Would you return the lines between the one holding "fn from(id: u64)" and the one holding "event delivered to subscription handlers.", inclusive, and only those, exactly as they stand in the listing below?

--- Records supplied Enclosed Below ---

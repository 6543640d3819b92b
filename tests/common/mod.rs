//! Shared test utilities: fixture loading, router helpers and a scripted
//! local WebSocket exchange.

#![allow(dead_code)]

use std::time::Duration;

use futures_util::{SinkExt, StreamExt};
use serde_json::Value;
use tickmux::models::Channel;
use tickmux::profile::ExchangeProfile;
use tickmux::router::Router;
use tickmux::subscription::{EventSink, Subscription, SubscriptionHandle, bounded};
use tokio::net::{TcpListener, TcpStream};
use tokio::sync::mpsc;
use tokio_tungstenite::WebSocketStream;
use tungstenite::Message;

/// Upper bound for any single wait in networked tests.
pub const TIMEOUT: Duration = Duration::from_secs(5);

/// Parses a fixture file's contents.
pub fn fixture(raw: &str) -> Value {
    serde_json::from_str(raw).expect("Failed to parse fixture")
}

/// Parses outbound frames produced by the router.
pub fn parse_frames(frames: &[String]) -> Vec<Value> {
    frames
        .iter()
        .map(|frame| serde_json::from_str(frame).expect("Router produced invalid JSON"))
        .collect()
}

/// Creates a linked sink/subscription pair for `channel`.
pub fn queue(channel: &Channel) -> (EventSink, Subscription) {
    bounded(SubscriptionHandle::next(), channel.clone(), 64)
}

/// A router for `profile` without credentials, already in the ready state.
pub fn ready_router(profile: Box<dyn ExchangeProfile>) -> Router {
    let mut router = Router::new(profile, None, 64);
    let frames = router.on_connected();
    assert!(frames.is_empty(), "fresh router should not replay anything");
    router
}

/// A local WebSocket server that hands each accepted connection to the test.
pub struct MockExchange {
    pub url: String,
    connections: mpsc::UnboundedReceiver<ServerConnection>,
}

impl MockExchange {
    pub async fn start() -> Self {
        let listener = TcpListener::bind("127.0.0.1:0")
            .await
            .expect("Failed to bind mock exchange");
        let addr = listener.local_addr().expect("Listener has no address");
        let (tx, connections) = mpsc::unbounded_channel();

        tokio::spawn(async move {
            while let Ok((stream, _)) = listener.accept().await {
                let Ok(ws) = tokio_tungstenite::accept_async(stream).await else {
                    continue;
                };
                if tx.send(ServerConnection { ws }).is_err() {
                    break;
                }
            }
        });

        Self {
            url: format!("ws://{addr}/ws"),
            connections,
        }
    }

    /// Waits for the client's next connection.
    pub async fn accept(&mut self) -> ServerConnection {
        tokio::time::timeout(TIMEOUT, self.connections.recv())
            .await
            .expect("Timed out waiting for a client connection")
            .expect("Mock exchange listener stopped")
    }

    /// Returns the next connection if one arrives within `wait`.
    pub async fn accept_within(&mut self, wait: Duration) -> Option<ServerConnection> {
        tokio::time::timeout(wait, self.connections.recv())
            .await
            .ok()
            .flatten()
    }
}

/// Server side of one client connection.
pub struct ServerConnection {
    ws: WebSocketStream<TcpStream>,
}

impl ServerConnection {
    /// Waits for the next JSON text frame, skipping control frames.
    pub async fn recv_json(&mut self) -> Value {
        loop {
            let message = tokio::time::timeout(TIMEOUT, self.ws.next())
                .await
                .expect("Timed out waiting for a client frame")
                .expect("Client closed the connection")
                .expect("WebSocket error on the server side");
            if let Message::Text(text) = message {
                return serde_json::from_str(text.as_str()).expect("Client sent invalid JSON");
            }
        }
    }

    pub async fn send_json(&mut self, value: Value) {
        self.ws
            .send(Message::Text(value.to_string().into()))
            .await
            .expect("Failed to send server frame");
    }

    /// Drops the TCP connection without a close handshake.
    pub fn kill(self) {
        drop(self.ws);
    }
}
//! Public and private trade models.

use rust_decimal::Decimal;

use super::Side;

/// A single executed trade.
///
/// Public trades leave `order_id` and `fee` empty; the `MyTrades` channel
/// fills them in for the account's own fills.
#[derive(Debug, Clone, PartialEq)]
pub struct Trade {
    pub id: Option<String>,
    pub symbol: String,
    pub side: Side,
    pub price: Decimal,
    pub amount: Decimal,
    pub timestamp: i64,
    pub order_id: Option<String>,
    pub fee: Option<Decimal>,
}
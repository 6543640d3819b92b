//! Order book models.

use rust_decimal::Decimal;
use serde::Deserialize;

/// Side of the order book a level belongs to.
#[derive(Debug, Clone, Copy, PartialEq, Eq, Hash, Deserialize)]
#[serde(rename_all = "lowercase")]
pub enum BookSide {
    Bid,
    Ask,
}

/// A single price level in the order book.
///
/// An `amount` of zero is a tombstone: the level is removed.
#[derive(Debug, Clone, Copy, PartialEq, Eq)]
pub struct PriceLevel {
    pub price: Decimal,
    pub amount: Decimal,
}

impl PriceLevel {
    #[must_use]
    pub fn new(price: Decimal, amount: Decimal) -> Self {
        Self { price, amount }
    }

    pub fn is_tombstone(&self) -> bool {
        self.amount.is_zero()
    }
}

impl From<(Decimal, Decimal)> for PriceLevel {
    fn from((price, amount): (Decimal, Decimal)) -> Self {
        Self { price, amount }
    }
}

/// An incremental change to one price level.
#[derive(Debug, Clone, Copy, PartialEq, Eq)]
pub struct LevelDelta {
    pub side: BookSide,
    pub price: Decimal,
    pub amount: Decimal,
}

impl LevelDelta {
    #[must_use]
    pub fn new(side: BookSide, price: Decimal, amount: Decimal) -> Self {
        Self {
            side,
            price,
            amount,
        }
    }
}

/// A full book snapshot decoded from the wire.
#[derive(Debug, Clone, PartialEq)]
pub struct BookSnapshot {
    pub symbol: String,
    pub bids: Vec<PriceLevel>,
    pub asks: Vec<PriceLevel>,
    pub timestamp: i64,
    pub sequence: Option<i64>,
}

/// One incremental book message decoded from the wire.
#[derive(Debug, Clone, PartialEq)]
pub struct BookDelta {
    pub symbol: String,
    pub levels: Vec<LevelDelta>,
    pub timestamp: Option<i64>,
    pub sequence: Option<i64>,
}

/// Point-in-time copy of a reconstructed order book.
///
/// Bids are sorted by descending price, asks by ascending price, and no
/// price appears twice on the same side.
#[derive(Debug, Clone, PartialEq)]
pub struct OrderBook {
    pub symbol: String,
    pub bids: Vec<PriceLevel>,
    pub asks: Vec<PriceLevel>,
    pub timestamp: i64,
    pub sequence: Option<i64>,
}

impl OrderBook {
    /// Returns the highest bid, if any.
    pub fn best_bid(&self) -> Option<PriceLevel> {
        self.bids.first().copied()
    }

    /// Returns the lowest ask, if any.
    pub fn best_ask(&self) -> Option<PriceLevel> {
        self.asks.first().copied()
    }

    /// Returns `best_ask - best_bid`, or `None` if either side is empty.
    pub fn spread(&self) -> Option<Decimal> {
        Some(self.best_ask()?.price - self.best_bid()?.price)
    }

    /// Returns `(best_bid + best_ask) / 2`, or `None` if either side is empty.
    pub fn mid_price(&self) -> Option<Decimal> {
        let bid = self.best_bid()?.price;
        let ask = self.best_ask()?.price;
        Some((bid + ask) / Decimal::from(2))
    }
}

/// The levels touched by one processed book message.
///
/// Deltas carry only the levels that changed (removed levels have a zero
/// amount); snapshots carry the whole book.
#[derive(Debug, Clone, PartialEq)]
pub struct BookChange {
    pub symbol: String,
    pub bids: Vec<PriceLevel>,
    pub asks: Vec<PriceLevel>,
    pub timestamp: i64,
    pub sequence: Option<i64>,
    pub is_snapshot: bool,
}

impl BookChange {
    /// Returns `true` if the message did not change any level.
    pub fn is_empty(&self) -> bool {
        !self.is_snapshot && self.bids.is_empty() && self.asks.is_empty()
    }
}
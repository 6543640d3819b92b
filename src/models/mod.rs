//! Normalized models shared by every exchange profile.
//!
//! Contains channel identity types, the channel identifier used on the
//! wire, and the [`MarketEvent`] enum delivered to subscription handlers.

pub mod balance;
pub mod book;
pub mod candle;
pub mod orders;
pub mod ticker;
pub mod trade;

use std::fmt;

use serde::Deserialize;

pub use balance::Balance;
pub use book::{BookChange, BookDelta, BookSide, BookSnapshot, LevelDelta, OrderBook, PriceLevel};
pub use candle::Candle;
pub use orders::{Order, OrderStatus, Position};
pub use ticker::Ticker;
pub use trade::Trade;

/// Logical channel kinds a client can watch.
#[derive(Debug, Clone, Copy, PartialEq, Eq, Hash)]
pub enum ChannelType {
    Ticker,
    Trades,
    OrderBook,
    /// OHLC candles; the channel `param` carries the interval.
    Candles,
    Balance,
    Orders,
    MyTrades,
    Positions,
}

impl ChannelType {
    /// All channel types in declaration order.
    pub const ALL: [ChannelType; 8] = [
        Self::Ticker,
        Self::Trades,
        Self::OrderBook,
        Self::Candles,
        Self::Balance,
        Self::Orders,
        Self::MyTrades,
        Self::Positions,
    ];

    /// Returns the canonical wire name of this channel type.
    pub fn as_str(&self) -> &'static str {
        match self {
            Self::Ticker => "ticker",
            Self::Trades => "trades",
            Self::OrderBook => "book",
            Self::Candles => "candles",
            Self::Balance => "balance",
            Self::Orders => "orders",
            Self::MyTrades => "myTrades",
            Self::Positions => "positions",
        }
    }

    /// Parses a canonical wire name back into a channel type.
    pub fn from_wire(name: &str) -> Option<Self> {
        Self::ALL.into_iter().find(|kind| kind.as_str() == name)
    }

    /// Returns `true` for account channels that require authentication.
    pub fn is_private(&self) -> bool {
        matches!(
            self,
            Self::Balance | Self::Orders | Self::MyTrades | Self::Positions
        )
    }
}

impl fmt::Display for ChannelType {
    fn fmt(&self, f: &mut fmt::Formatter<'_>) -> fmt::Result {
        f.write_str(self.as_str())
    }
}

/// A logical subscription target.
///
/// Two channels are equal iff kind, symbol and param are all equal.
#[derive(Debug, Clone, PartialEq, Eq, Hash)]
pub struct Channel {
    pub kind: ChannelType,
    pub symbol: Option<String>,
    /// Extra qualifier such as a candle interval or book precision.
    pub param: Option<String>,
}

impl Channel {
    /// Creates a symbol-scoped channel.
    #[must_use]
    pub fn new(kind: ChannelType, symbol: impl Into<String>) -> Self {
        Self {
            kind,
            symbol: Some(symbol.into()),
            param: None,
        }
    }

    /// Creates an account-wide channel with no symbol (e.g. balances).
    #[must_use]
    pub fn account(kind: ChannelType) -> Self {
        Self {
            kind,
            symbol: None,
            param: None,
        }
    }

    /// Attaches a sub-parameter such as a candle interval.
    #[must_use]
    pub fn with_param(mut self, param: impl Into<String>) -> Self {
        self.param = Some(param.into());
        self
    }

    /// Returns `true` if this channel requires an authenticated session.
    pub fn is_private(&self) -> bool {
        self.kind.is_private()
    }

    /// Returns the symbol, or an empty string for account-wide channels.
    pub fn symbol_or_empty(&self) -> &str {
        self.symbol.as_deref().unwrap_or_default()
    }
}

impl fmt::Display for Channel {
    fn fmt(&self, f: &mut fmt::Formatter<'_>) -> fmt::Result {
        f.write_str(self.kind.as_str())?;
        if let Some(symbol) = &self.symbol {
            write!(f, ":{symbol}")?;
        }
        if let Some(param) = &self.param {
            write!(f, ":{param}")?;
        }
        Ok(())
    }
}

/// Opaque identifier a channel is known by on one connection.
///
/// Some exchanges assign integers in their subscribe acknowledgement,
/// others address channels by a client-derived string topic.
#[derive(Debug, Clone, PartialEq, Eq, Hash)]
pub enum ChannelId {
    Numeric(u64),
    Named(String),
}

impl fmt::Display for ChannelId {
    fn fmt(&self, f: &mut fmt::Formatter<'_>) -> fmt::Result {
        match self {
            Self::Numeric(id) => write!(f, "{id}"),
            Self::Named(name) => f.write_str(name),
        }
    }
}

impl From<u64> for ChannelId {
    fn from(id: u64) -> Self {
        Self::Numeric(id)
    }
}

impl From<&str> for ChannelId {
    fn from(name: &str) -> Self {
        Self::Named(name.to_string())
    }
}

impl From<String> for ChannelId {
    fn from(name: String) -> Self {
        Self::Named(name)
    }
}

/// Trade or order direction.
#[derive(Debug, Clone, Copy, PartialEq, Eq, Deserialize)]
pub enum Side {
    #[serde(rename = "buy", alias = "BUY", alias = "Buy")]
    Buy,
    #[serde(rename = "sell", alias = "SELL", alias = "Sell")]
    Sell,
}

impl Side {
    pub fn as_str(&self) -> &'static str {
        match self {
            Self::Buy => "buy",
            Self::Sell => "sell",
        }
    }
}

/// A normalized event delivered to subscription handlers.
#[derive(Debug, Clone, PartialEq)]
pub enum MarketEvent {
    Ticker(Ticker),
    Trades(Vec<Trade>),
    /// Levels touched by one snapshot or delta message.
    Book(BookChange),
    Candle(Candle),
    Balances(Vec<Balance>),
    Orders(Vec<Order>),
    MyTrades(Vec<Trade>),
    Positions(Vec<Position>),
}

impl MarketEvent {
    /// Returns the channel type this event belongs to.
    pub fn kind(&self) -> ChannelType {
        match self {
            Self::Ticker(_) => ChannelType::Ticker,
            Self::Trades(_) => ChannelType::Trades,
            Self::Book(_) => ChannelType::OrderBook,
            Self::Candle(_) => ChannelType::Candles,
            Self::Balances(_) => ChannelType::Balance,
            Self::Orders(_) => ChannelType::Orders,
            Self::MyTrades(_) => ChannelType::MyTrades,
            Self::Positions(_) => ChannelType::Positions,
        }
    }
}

--- End of Enclosed Records supplied ---

**Your solution:**
    fn from(id: u64) -> Self {
        Self::Numeric(id)
    }
}

impl From<&str> for ChannelId {
    fn from(name: &str) -> Self {
        Self::Named(name.to_string())
    }
}

impl From<String> for ChannelId {
    fn from(name: String) -> Self {
        Self::Named(name)
    }
}

/// Trade or order direction.
#[derive(Debug, Clone, Copy, PartialEq, Eq, Deserialize)]
pub enum Side {
    #[serde(rename = "buy", alias = "BUY", alias = "Buy")]
    Buy,
    #[serde(rename = "sell", alias = "SELL", alias = "Sell")]
    Sell,
}

impl Side {
    pub fn as_str(&self) -> &'static str {
        match self {
            Self::Buy => "buy",
            Self::Sell => "sell",
        }
    }
}

/// A normalized event delivered to subscription handlers.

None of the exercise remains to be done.